Spring: 1955 and I’m Getting Ready to be a Republican Flack.

[More for my kids and grandchildren: Keeping a secret has always been tough for me, so long about the end of May, I told the newspaper I’d be moving on to St. Paul on July 5th to bcome the Minnesota Republican Party’s first, full-time news-information director. Big yawn: but they wanted me to stay on until June 30, five days before I was to start. Somebody called up from the Minneapolis Tribune, offering a job as assistant to the Political Editor. Too late, I said. Their response: ‘How sad because you’ll never, ever be allowed to report politics again—once you cross the Rubicon, an iron gate descends and you’re barred forever because the taint of partisanship has stained you to the marrow of your soul which can never be removed.’ Do you hear that Tim Russert who worked for Moynihan and George Stephanopoulis who served Clinton and Brian Williams who was an intern for Carter?]

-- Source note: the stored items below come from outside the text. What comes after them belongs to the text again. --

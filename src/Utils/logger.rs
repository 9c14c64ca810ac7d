use crate::settings::HubConfig;
use log::{LevelFilter, info};
use simplelog::{
    ColorChoice, CombinedLogger, ConfigBuilder, SharedLogger, TermLogger, TerminalMode,
    WriteLogger,
};
use std::fs::{self, File, OpenOptions};
use std::path::Path;
use thiserror::Error;

#[derive(Debug, Error)]
pub enum LoggingError {
    #[error("Failed to open log file: {0}")]
    Io(#[from] std::io::Error),
    #[error("Logger already initialised: {0}")]
    Logger(#[from] log::SetLoggerError),
}

/// "info", "WARN", ... -> LevelFilter; unknown names fall back to Info
pub fn parse_level(level: &str) -> LevelFilter {
    level.trim().parse().unwrap_or(LevelFilter::Info)
}

/// Opens the session log for appending, creating parent directories.
/// With `clear` the previous content is dropped.
pub fn open_log_file(path: &Path, clear: bool) -> Result<File, std::io::Error> {
    if let Some(parent) = path.parent() {
        if !parent.as_os_str().is_empty() {
            fs::create_dir_all(parent)?;
        }
    }
    let mut options = OpenOptions::new();
    options.create(true);
    if clear {
        options.write(true).truncate(true);
    } else {
        options.append(true);
    }
    options.open(path)
}

/// Warnings and errors go to the terminal, everything from `log_level` up
/// goes to the log file.
pub fn init_logging(config: &HubConfig) -> Result<(), LoggingError> {
    let level = parse_level(&config.log_level);
    let file = open_log_file(Path::new(&config.log_file), config.clear_log_on_startup)?;
    let log_config = ConfigBuilder::new().set_time_format_rfc3339().build();
    let loggers: Vec<Box<dyn SharedLogger>> = vec![
        TermLogger::new(
            LevelFilter::Warn,
            log_config.clone(),
            TerminalMode::Mixed,
            ColorChoice::Auto,
        ),
        WriteLogger::new(level, log_config, file),
    ];
    CombinedLogger::init(loggers)?;
    info!("Session started, log level {}", level);
    Ok(())
}

/// One line per tool use: "<tool> Input: <input> Output: <output>"
pub fn log_event(tool: &str, input: &str, output: &str) {
    info!("{} Input: {} Output: {}", tool, input, output);
}
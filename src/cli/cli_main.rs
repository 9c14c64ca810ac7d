use super::cli_balancer::balancer_menu;
use super::cli_elements::{element_menu, isotope_menu, phase_menu, shells_menu};
use super::cli_molmass::molar_mass_menu;
use crate::Chemistry::molmass::MolarMassCalculator;
use crate::Chemistry::periodic_table::PeriodicTable;
use crate::settings::ConfigManager;
use log::warn;
use std::io::{self, Write};

pub fn run_interactive_menu(manager: &mut ConfigManager) {
    loop {
        show_main_menu();
        let Some(choice) = get_user_input() else {
            break;
        };

        match choice.trim() {
            "1" => molar_mass_menu(&build_calculator(manager)),
            "2" => balancer_menu(),
            "3" => isotope_menu(&load_table(manager)),
            "4" => element_menu(&load_table(manager)),
            "5" => phase_menu(&load_table(manager)),
            "6" => shells_menu(&load_table(manager)),
            "7" => settings_menu(manager),
            "0" => {
                println!("Goodbye!");
                break;
            }
            _ => println!("Invalid choice. Please try again."),
        }
    }
}
/* colors
Blue (\x1b[34m) - Welcome header text

Yellow (\x1b[33m) - Menu options

Cyan (\x1b[36m) - "Enter your choice:" prompt

Reset (\x1b[0m) - Returns to normal color after each colored section
*/
fn show_main_menu() {
    println!(
        "\x1b[34m\n Welcome to Science Hub: chemistry calculators\n
    formula parsing, molar mass, reaction balancing, element data \n \x1b[0m"
    );
    println!("\x1b[33m1. Molecular Weight Calculator\x1b[0m");
    println!("\x1b[33m2. Reaction Balancer\x1b[0m");
    println!("\x1b[33m3. Isotopic Notation\x1b[0m");
    println!("\x1b[33m4. Element Lookup\x1b[0m");
    println!("\x1b[33m5. Phase Predictor\x1b[0m");
    println!("\x1b[33m6. Shell Configuration\x1b[0m");
    println!("\x1b[33m7. Settings\x1b[0m");
    println!("\x1b[33m0. Exit\x1b[0m");
    prompt("Enter your choice: ");
}

pub(crate) fn prompt(text: &str) {
    print!("\x1b[36m{}\x1b[0m", text);
    // a failed flush only delays the prompt text
    let _ = io::stdout().flush();
}

/// One line from stdin, `None` at end of input or on a read error
pub(crate) fn get_user_input() -> Option<String> {
    let mut input = String::new();
    match io::stdin().read_line(&mut input) {
        Ok(0) => None,
        Ok(_) => Some(input),
        Err(e) => {
            warn!("Failed to read input: {}", e);
            None
        }
    }
}

// the configured table, or the built-in one when the configured file is unusable
fn load_table(manager: &ConfigManager) -> PeriodicTable {
    match manager.periodic_table() {
        Ok(table) => table,
        Err(e) => {
            println!("{}. Using the built-in periodic table.", e);
            warn!("Configured periodic table not loaded: {}", e);
            PeriodicTable::builtin()
        }
    }
}

fn build_calculator(manager: &ConfigManager) -> MolarMassCalculator {
    MolarMassCalculator::new(load_table(manager)).with_precision(manager.get_config().precision)
}

fn settings_menu(manager: &mut ConfigManager) {
    loop {
        let config = manager.get_config();
        println!("\n=== Settings ({}) ===", manager.config_file());
        println!(
            "Periodic table: {}",
            config.periodic_table.as_deref().unwrap_or("built-in")
        );
        println!("Precision: {} decimal places", config.precision);
        println!("Log file: {} (level {})", config.log_file, config.log_level);
        println!("Clear log on startup: {}", config.clear_log_on_startup);
        println!("\x1b[33m1. Set precision\x1b[0m");
        println!("\x1b[33m2. Use periodic table file\x1b[0m");
        println!("\x1b[33m3. Use built-in periodic table\x1b[0m");
        println!("\x1b[33m4. Toggle clear log on startup\x1b[0m");
        println!("\x1b[33m5. Reset to defaults\x1b[0m");
        println!("\x1b[33m0. Back to main menu\x1b[0m");
        prompt("Enter your choice: ");

        let Some(choice) = get_user_input() else {
            break;
        };
        let result = match choice.trim() {
            "1" => {
                prompt("Decimal places: ");
                let Some(input) = get_user_input() else { break };
                match input.trim().parse::<usize>() {
                    Ok(precision) => manager.set_precision(precision),
                    Err(_) => {
                        println!("Precision must be a non-negative integer.");
                        continue;
                    }
                }
            }
            "2" => {
                prompt("Path to PeriodicTableJSON file: ");
                let Some(input) = get_user_input() else { break };
                manager.set_periodic_table(input.trim())
            }
            "3" => manager.use_builtin_periodic_table(),
            "4" => {
                let clear = !manager.get_config().clear_log_on_startup;
                manager.set_clear_log_on_startup(clear)
            }
            "5" => manager.reset_to_defaults(),
            "0" => break,
            _ => {
                println!("Invalid choice. Please try again.");
                continue;
            }
        };
        match result {
            Ok(()) => println!("Settings saved."),
            Err(e) => println!("Error: {}", e),
        }
    }
}
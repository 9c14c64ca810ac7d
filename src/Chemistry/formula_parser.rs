//! # Formula parser
//!
//! Turns a chemical formula typed by a user into a map `element symbol -> number of atoms`.
//!
//! Supported notation:
//! - element symbols: one uppercase letter optionally followed by one lowercase letter (`O`, `Fe`)
//! - counts written as a suffix of a symbol or of a closing bracket (`H2`, `(SO4)3`)
//! - nested groups in round brackets (`Ca3(PO4)2`, `K4(Fe(CN)6)`)
//! - hydrates, parts separated by the middle dot `·` (or `*`), each part optionally
//!   prefixed by a multiplier (`CuSO4·5H2O`)
//!
//! Parsing is done in two steps: [`tokenize`] scans the string left to right and
//! [`parse_formula`] reduces the tokens with an explicit stack of frames, one frame per
//! open bracket, so deeply nested input cannot exhaust the call stack.
//!
//! Any malformed input is rejected as a whole, no partial counts are ever returned.
use regex::Regex;
use std::collections::HashMap;
use std::iter::Peekable;
use std::sync::LazyLock;
use thiserror::Error;

/// element symbol -> number of atoms
pub type ElementCounts = HashMap<String, usize>;

/// separator between the parts of a hydrate formula, e.g. CuSO4·5H2O
pub const HYDRATE_SEPARATOR: char = '·';
/// ASCII stand-in for [`HYDRATE_SEPARATOR`]
pub const HYDRATE_SEPARATOR_ASCII: char = '*';

// leading multiplier of a hydrate part: "5H2O" -> ("5", "H2O")
static HYDRATE_PART: LazyLock<Regex> =
    LazyLock::new(|| Regex::new(r"(?s)^([0-9]+)(.*)$").expect("hydrate part pattern is valid"));

/// Errors of formula parsing. Positions are character offsets in the parsed string.
#[derive(Debug, Clone, PartialEq, Eq, Error)]
pub enum FormulaError {
    #[error("Formula is empty")]
    Empty,
    #[error("Invalid element symbol at: {fragment} (position {position})")]
    Syntax { fragment: String, position: usize },
    #[error("Mismatched parentheses in formula (position {position})")]
    UnbalancedParentheses { position: usize },
    #[error("Count must be a positive integer (position {position})")]
    ZeroCount { position: usize },
    #[error("Empty group '()' in formula (position {position})")]
    EmptyGroup { position: usize },
    #[error("Number of atoms is too large")]
    CountOverflow,
    #[error("Part {part} of the hydrate formula contains no formula")]
    EmptyHydratePart { part: usize },
}

impl FormulaError {
    /// moves the reported position by `offset` characters; used when a sub-formula
    /// is parsed out of a longer hydrate formula
    fn shifted(self, offset: usize) -> Self {
        match self {
            FormulaError::Syntax { fragment, position } => FormulaError::Syntax {
                fragment,
                position: position + offset,
            },
            FormulaError::UnbalancedParentheses { position } => {
                FormulaError::UnbalancedParentheses {
                    position: position + offset,
                }
            }
            FormulaError::ZeroCount { position } => FormulaError::ZeroCount {
                position: position + offset,
            },
            FormulaError::EmptyGroup { position } => FormulaError::EmptyGroup {
                position: position + offset,
            },
            other => other,
        }
    }
}

#[derive(Debug, Clone, PartialEq, Eq)]
pub enum TokenKind {
    Element(String),
    Number(usize),
    OpenParen,
    CloseParen,
}

#[derive(Debug, Clone, PartialEq, Eq)]
pub struct Token {
    pub kind: TokenKind,
    /// character offset of the first character of the token
    pub position: usize,
}

fn syntax_error(chars: &[char], position: usize) -> FormulaError {
    FormulaError::Syntax {
        fragment: chars[position..].iter().collect(),
        position,
    }
}

/// Splits a formula into element symbols, numbers and brackets.
///
/// Two-letter symbols are matched greedily: `Co` is cobalt, `CO` is carbon and oxygen.
/// A lowercase letter that does not follow an uppercase one, whitespace and any other
/// character are rejected.
pub fn tokenize(formula: &str) -> Result<Vec<Token>, FormulaError> {
    let chars: Vec<char> = formula.chars().collect();
    let mut tokens = Vec::new();
    let mut i = 0;
    while i < chars.len() {
        let start = i;
        let kind = match chars[i] {
            '(' => {
                i += 1;
                TokenKind::OpenParen
            }
            ')' => {
                i += 1;
                TokenKind::CloseParen
            }
            c if c.is_ascii_uppercase() => {
                let mut symbol = c.to_string();
                i += 1;
                if let Some(&next) = chars.get(i) {
                    if next.is_ascii_lowercase() {
                        symbol.push(next);
                        i += 1;
                    }
                }
                TokenKind::Element(symbol)
            }
            c if c.is_ascii_digit() => {
                while i < chars.len() && chars[i].is_ascii_digit() {
                    i += 1;
                }
                let digits: String = chars[start..i].iter().collect();
                let value = digits
                    .parse::<usize>()
                    .map_err(|_| FormulaError::CountOverflow)?;
                TokenKind::Number(value)
            }
            _ => return Err(syntax_error(&chars, i)),
        };
        tokens.push(Token {
            kind,
            position: start,
        });
    }
    Ok(tokens)
}

/// Adds `source * multiplier` to `target`, summing counts of symbols present in both.
pub fn merge_counts(
    target: &mut ElementCounts,
    source: &ElementCounts,
    multiplier: usize,
) -> Result<(), FormulaError> {
    for (symbol, count) in source {
        let added = count
            .checked_mul(multiplier)
            .ok_or(FormulaError::CountOverflow)?;
        let entry = target.entry(symbol.clone()).or_insert(0);
        *entry = entry
            .checked_add(added)
            .ok_or(FormulaError::CountOverflow)?;
    }
    Ok(())
}

// a bracket level being filled
struct Frame {
    counts: ElementCounts,
    opened_at: usize,
}

// count suffix after a symbol or a closing bracket, 1 when absent
fn take_count<I>(tokens: &mut Peekable<I>) -> Result<usize, FormulaError>
where
    I: Iterator<Item = Token>,
{
    match tokens.next_if(|token| matches!(token.kind, TokenKind::Number(_))) {
        Some(Token {
            kind: TokenKind::Number(0),
            position,
        }) => Err(FormulaError::ZeroCount { position }),
        Some(Token {
            kind: TokenKind::Number(n),
            ..
        }) => Ok(n),
        _ => Ok(1),
    }
}

/// Parses a formula (without hydrate parts) into element counts.
///
/// ```
/// use science_hub::Chemistry::formula_parser::parse_formula;
/// let counts = parse_formula("Fe2(SO4)3").unwrap();
/// assert_eq!(counts["Fe"], 2);
/// assert_eq!(counts["S"], 3);
/// assert_eq!(counts["O"], 12);
/// ```
pub fn parse_formula(formula: &str) -> Result<ElementCounts, FormulaError> {
    if formula.is_empty() {
        return Err(FormulaError::Empty);
    }
    let chars: Vec<char> = formula.chars().collect();
    let mut tokens = tokenize(formula)?.into_iter().peekable();
    let mut stack = vec![Frame {
        counts: ElementCounts::new(),
        opened_at: 0,
    }];

    while let Some(token) = tokens.next() {
        match token.kind {
            TokenKind::OpenParen => stack.push(Frame {
                counts: ElementCounts::new(),
                opened_at: token.position,
            }),
            TokenKind::CloseParen => {
                let group = match stack.pop() {
                    Some(frame) if !stack.is_empty() => frame,
                    _ => {
                        return Err(FormulaError::UnbalancedParentheses {
                            position: token.position,
                        });
                    }
                };
                if group.counts.is_empty() {
                    return Err(FormulaError::EmptyGroup {
                        position: group.opened_at,
                    });
                }
                let multiplier = take_count(&mut tokens)?;
                let Some(top) = stack.last_mut() else {
                    return Err(FormulaError::UnbalancedParentheses {
                        position: token.position,
                    });
                };
                merge_counts(&mut top.counts, &group.counts, multiplier)?;
            }
            TokenKind::Element(symbol) => {
                let count = take_count(&mut tokens)?;
                let Some(top) = stack.last_mut() else {
                    return Err(FormulaError::UnbalancedParentheses {
                        position: token.position,
                    });
                };
                let entry = top.counts.entry(symbol).or_insert(0);
                *entry = entry
                    .checked_add(count)
                    .ok_or(FormulaError::CountOverflow)?;
            }
            // a number that is not the suffix of a symbol or of a group
            TokenKind::Number(_) => return Err(syntax_error(&chars, token.position)),
        }
    }

    if stack.len() != 1 {
        let position = stack.last().map(|frame| frame.opened_at).unwrap_or(0);
        return Err(FormulaError::UnbalancedParentheses { position });
    }
    Ok(stack.pop().map(|frame| frame.counts).unwrap_or_default())
}

fn is_hydrate_separator(c: char) -> bool {
    c == HYDRATE_SEPARATOR || c == HYDRATE_SEPARATOR_ASCII
}

/// Parses a formula that may consist of several parts separated by `·` (or `*`),
/// each part optionally starting with a multiplier: `CuSO4·5H2O`, `Na2CO3*10H2O`.
///
/// A formula without separators gives the same result as [`parse_formula`].
pub fn parse_hydrate_formula(formula: &str) -> Result<ElementCounts, FormulaError> {
    if formula.is_empty() {
        return Err(FormulaError::Empty);
    }
    let mut total = ElementCounts::new();
    let mut offset = 0;
    for (index, part) in formula.split(is_hydrate_separator).enumerate() {
        let (multiplier, subformula, prefix_len) = match HYDRATE_PART.captures(part) {
            Some(caps) => {
                let digits = caps.get(1).map_or("", |m| m.as_str());
                let rest = caps.get(2).map_or("", |m| m.as_str());
                let multiplier = digits
                    .parse::<usize>()
                    .map_err(|_| FormulaError::CountOverflow)?;
                if multiplier == 0 {
                    return Err(FormulaError::ZeroCount { position: offset });
                }
                (multiplier, rest, digits.chars().count())
            }
            None => (1, part, 0),
        };
        if subformula.is_empty() {
            return Err(FormulaError::EmptyHydratePart { part: index });
        }
        let counts =
            parse_formula(subformula).map_err(|e| e.shifted(offset + prefix_len))?;
        merge_counts(&mut total, &counts, multiplier)?;
        // one character for the separator
        offset += part.chars().count() + 1;
    }
    Ok(total)
}

fn push_term(formula: &mut String, symbol: &str, count: usize) {
    formula.push_str(symbol);
    if count > 1 {
        formula.push_str(&count.to_string());
    }
}

/// Canonical form of element counts: symbols in alphabetical order, count written only
/// when greater than 1. Parsing the result gives back the same counts.
pub fn canonical_formula(counts: &ElementCounts) -> String {
    let mut symbols: Vec<&String> = counts.keys().collect();
    symbols.sort();
    let mut formula = String::new();
    for symbol in symbols {
        push_term(&mut formula, symbol, counts[symbol]);
    }
    formula
}

/// Hill notation: carbon first, hydrogen second, then the rest alphabetically.
/// Without carbon every symbol, hydrogen included, is alphabetical.
pub fn hill_formula(counts: &ElementCounts) -> String {
    let mut symbols: Vec<&String> = counts.keys().collect();
    symbols.sort();
    let mut formula = String::new();
    if let Some(&carbon) = counts.get("C") {
        push_term(&mut formula, "C", carbon);
        if let Some(&hydrogen) = counts.get("H") {
            push_term(&mut formula, "H", hydrogen);
        }
        symbols.retain(|s| s.as_str() != "C" && s.as_str() != "H");
    }
    for symbol in symbols {
        push_term(&mut formula, symbol, counts[symbol]);
    }
    formula
}

#[cfg(test)]
mod tests {
    use super::*;

    fn kinds(formula: &str) -> Vec<TokenKind> {
        tokenize(formula)
            .unwrap()
            .into_iter()
            .map(|t| t.kind)
            .collect()
    }

    #[test]
    fn test_tokenize_prefers_two_letter_symbols() {
        assert_eq!(
            kinds("NaCl"),
            vec![
                TokenKind::Element("Na".to_string()),
                TokenKind::Element("Cl".to_string())
            ]
        );
        assert_eq!(
            kinds("CO"),
            vec![
                TokenKind::Element("C".to_string()),
                TokenKind::Element("O".to_string())
            ]
        );
    }

    #[test]
    fn test_tokenize_numbers_and_brackets() {
        let tokens = tokenize("Mg(OH)12").unwrap();
        assert_eq!(tokens.len(), 6);
        assert_eq!(tokens[1].kind, TokenKind::OpenParen);
        assert_eq!(tokens[4].kind, TokenKind::CloseParen);
        assert_eq!(tokens[5].kind, TokenKind::Number(12));
        assert_eq!(tokens[5].position, 6);
    }

    #[test]
    fn test_tokenize_rejects_foreign_characters() {
        assert_eq!(
            tokenize("H2 O"),
            Err(FormulaError::Syntax {
                fragment: " O".to_string(),
                position: 2
            })
        );
        assert!(matches!(
            tokenize("CuSO4·5H2O"),
            Err(FormulaError::Syntax { position: 5, .. })
        ));
    }

    #[test]
    fn test_tokenize_huge_number_overflows() {
        assert_eq!(
            tokenize("H99999999999999999999999999"),
            Err(FormulaError::CountOverflow)
        );
    }

    #[test]
    fn test_merge_counts() {
        let mut target = ElementCounts::from([("H".to_string(), 1)]);
        let source = ElementCounts::from([("H".to_string(), 2), ("O".to_string(), 1)]);
        merge_counts(&mut target, &source, 3).unwrap();
        assert_eq!(target["H"], 7);
        assert_eq!(target["O"], 3);
    }

    #[test]
    fn test_merge_counts_overflow() {
        let mut target = ElementCounts::new();
        let source = ElementCounts::from([("H".to_string(), usize::MAX)]);
        assert_eq!(
            merge_counts(&mut target, &source, 2),
            Err(FormulaError::CountOverflow)
        );
    }

    #[test]
    fn test_error_positions_are_shifted_in_hydrates() {
        assert_eq!(
            parse_hydrate_formula("CuSO4·5H2O)"),
            Err(FormulaError::UnbalancedParentheses { position: 10 })
        );
    }
}
impl PeriodicTable {
    pub fn builtin() -> Self {
        let by_symbol = ELEMENTS
            .iter()
            .map(|&(number, symbol, name, atomic_mass)| {
                (
                    symbol.to_string(),
                    ElementData {
                        number,
                        symbol: symbol.to_string(),
                        name: name.to_string(),
                        atomic_mass,
                        ..Default::default()
                    },
                )
            })
            .collect::<HashMap<_, _>>();
        let mut table = PeriodicTable { by_symbol };
        for &(symbol, melt, boil, shells) in PHYSICAL_DATA {
            if let Some(element) = table.by_symbol.get_mut(symbol) {
                element.melt = melt;
                element.boil = boil;
                element.shells = shells.to_vec();
            }
        }
        table
    }

    pub fn from_elements(elements: Vec<ElementData>) -> Result<Self, PeriodicTableError> {
        if elements.is_empty() {
            return Err(PeriodicTableError::Empty);
        }
        let mut by_symbol = HashMap::new();
        for element in elements {
            if let Some(previous) = by_symbol.insert(element.symbol.clone(), element) {
                warn!("Duplicate entry for element '{}' replaced", previous.symbol);
            }
        }
        Ok(PeriodicTable { by_symbol })
    }

    pub fn from_json_str(content: &str) -> Result<Self, PeriodicTableError> {
        let elements = match serde_json::from_str::<PeriodicTableFile>(content)? {
            PeriodicTableFile::Wrapped { elements } => elements,
            PeriodicTableFile::Bare(elements) => elements,
        };
        Self::from_elements(elements)
    }

    /// Loads a PeriodicTableJSON file
    pub fn load<P: AsRef<Path>>(path: P) -> Result<Self, PeriodicTableError> {
        let path = path.as_ref();
        let content = fs::read_to_string(path)?;
        let table = Self::from_json_str(&content)?;
        info!(
            "Loaded {} elements from periodic table file '{}'",
            table.len(),
            path.display()
        );
        Ok(table)
    }

    pub fn get(&self, symbol: &str) -> Option<&ElementData> {
        self.by_symbol.get(symbol)
    }

    pub fn len(&self) -> usize {
        self.by_symbol.len()
    }

    pub fn is_empty(&self) -> bool {
        self.by_symbol.is_empty()
    }

    /// Elements ordered by atomic number
    pub fn elements(&self) -> Vec<&ElementData> {
        let mut elements: Vec<&ElementData> = self.by_symbol.values().collect();
        elements.sort_by(|a, b| a.number.cmp(&b.number).then(a.symbol.cmp(&b.symbol)));
        elements
    }

    /// symbol -> atomic mass, the lookup consumed by mass accumulation
    pub fn mass_table(&self) -> HashMap<String, f64> {
        self.by_symbol
            .iter()
            .map(|(symbol, element)| (symbol.clone(), element.atomic_mass))
            .collect()
    }

    /// Protons and neutrons of the isotope `mass_number` of an element.
    /// The symbol is capitalised first, so "c" and "C" are the same element.
    pub fn isotope(&self, symbol: &str, mass_number: u32) -> Result<Isotope, PeriodicTableError> {
        let symbol = normalize_symbol(symbol);
        let element = self
            .get(&symbol)
            .ok_or_else(|| PeriodicTableError::UnknownElement(symbol.clone()))?;
        let protons = element.number;
        let neutrons = mass_number.checked_sub(protons).ok_or_else(|| {
            PeriodicTableError::MassNumberTooSmall {
                symbol: symbol.clone(),
                mass_number,
                atomic_number: protons,
            }
        })?;
        Ok(Isotope {
            symbol: element.symbol.clone(),
            name: element.name.clone(),
            mass_number,
            protons,
            neutrons,
        })
    }
}

impl PeriodicTable {
    /// Solid below the melting point, liquid up to the boiling point, gas from there on.
    /// `temperature` is in kelvin.
    pub fn phase_at(
        &self,
        symbol: &str,
        temperature: f64,
    ) -> Result<PhasePrediction, PeriodicTableError> {
        if temperature < 0.0 {
            return Err(PeriodicTableError::BelowAbsoluteZero(temperature));
        }
        let symbol = normalize_symbol(symbol);
        let element = self
            .get(&symbol)
            .ok_or_else(|| PeriodicTableError::UnknownElement(symbol.clone()))?;
        let (Some(melt), Some(boil)) = (element.melt, element.boil) else {
            return Err(PeriodicTableError::NoPhaseData(symbol));
        };
        let phase = if temperature < melt {
            Phase::Solid
        } else if temperature < boil {
            Phase::Liquid
        } else {
            Phase::Gas
        };
        Ok(PhasePrediction {
            symbol,
            melt,
            boil,
            temperature,
            phase,
        })
    }

    /// Electron shell occupation, innermost shell first
    pub fn shells(&self, symbol: &str) -> Result<&[u32], PeriodicTableError> {
        let symbol = normalize_symbol(symbol);
        let element = self
            .get(&symbol)
            .ok_or_else(|| PeriodicTableError::UnknownElement(symbol.clone()))?;
        if element.shells.is_empty() {
            return Err(PeriodicTableError::NoShellData(symbol));
        }
        Ok(&element.shells)
    }
}

impl Default for PeriodicTable {
    fn default() -> Self {
        Self::builtin()
    }
}
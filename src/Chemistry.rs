/// eng
/// Parsing of chemical formulae into element counts. Supports nested groups in round brackets
/// and hydrates (CuSO4·5H2O). Element symbols are checked only for their shape (uppercase letter
/// plus optional lowercase letter), whether such an element exists is decided by the mass lookup.
/// # Examples
/// ```
/// use science_hub::Chemistry::formula_parser::{parse_hydrate_formula, canonical_formula};
/// let counts = parse_hydrate_formula("CuSO4·5H2O").unwrap();
/// assert_eq!(counts["O"], 9);
/// assert_eq!(counts["H"], 10);
/// assert_eq!(canonical_formula(&counts), "CuH10O9S");
/// ```
pub mod formula_parser;
/// eng
/// Molar mass of a formula with per-element subtotals, mass fractions and a text/table report.
/// Symbols missing from the mass table are reported, not raised.
/// # Examples
/// ```
/// use science_hub::Chemistry::molmass::MolarMassCalculator;
/// let calculator = MolarMassCalculator::default();
/// let report = calculator.calculate("Fe2(SO4)3").unwrap();
/// assert!((report.total - 399.858).abs() < 1e-3);
/// assert!(report.unknown.is_empty());
/// ```
pub mod molmass;
/// element data: built-in periodic table or PeriodicTableJSON file, isotope composition,
/// phase at a temperature, electron shells
pub mod periodic_table;
/// temperatures with °C, °F or K units, for phase prediction
pub mod temperature;
/// balancing of reaction equations with exact integer arithmetic
pub mod reaction_balancer;
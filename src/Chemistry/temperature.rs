//! Temperatures typed by a user: `25`, `77F`, `300 K`, `-40c`. Celsius when no unit is given.
use regex::Regex;
use std::fmt;
use std::sync::LazyLock;
use thiserror::Error;

static TEMPERATURE: LazyLock<Regex> = LazyLock::new(|| {
    Regex::new(r"^([-+]?[0-9]*\.?[0-9]+)\s*([cfk]?)$").expect("temperature pattern is valid")
});

#[derive(Debug, Clone, PartialEq, Eq, Error)]
pub enum TemperatureError {
    #[error("Invalid temperature format: '{0}'")]
    Format(String),
}

#[derive(Debug, Clone, Copy, PartialEq, Eq)]
pub enum TemperatureUnit {
    Celsius,
    Fahrenheit,
    Kelvin,
}

impl fmt::Display for TemperatureUnit {
    fn fmt(&self, f: &mut fmt::Formatter<'_>) -> fmt::Result {
        let unit = match self {
            TemperatureUnit::Celsius => "°C",
            TemperatureUnit::Fahrenheit => "°F",
            TemperatureUnit::Kelvin => "K",
        };
        f.write_str(unit)
    }
}

#[derive(Debug, Clone, Copy, PartialEq)]
pub struct Temperature {
    pub value: f64,
    pub unit: TemperatureUnit,
}

impl Temperature {
    pub fn to_kelvin(&self) -> f64 {
        to_kelvin(self.value, self.unit)
    }
}

impl fmt::Display for Temperature {
    fn fmt(&self, f: &mut fmt::Formatter<'_>) -> fmt::Result {
        write!(f, "{:.1} {}", self.value, self.unit)
    }
}

pub fn parse_temperature(text: &str) -> Result<Temperature, TemperatureError> {
    let normalized = text.trim().to_lowercase();
    let caps = TEMPERATURE
        .captures(&normalized)
        .ok_or_else(|| TemperatureError::Format(text.trim().to_string()))?;
    let value = caps[1]
        .parse::<f64>()
        .map_err(|_| TemperatureError::Format(text.trim().to_string()))?;
    let unit = match &caps[2] {
        "f" => TemperatureUnit::Fahrenheit,
        "k" => TemperatureUnit::Kelvin,
        _ => TemperatureUnit::Celsius,
    };
    Ok(Temperature { value, unit })
}

pub fn to_kelvin(value: f64, unit: TemperatureUnit) -> f64 {
    match unit {
        TemperatureUnit::Celsius => value + 273.15,
        TemperatureUnit::Fahrenheit => (value - 32.0) * 5.0 / 9.0 + 273.15,
        TemperatureUnit::Kelvin => value,
    }
}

Minnesota’s Republicans were in the same lowly estate Illinois Republicans are now, with the exception that there was no corruption, on either side of the aisle. The Democratic-Farmer-Labor party controlled the governorship, lieutenant governorship (elected separately), attorney general, secretary of state and treasurer. Republicans held one state office, state auditor. Both houses of the legislature were Democratic (but they were non-partisan, with Republicans generally grouping in a caucus called Conservative; the Democrats in a caucus called Liberal—but to which there were exceptions, some Republicans from more northerly areas calling themselves Liberals and some Democrats from the more conservative areas Conservatives). Patronage was unheard of except for a few policy positions in state government. The governor named departmental positions, of course, and perhaps deputies but after that, the jobs continued in civil service. The legislature met every two years in sleepy sessions. Agriculture was a big topic; then mining. The state’s iron ore was being tapped out and there was a looming depression up north. Taxes were low.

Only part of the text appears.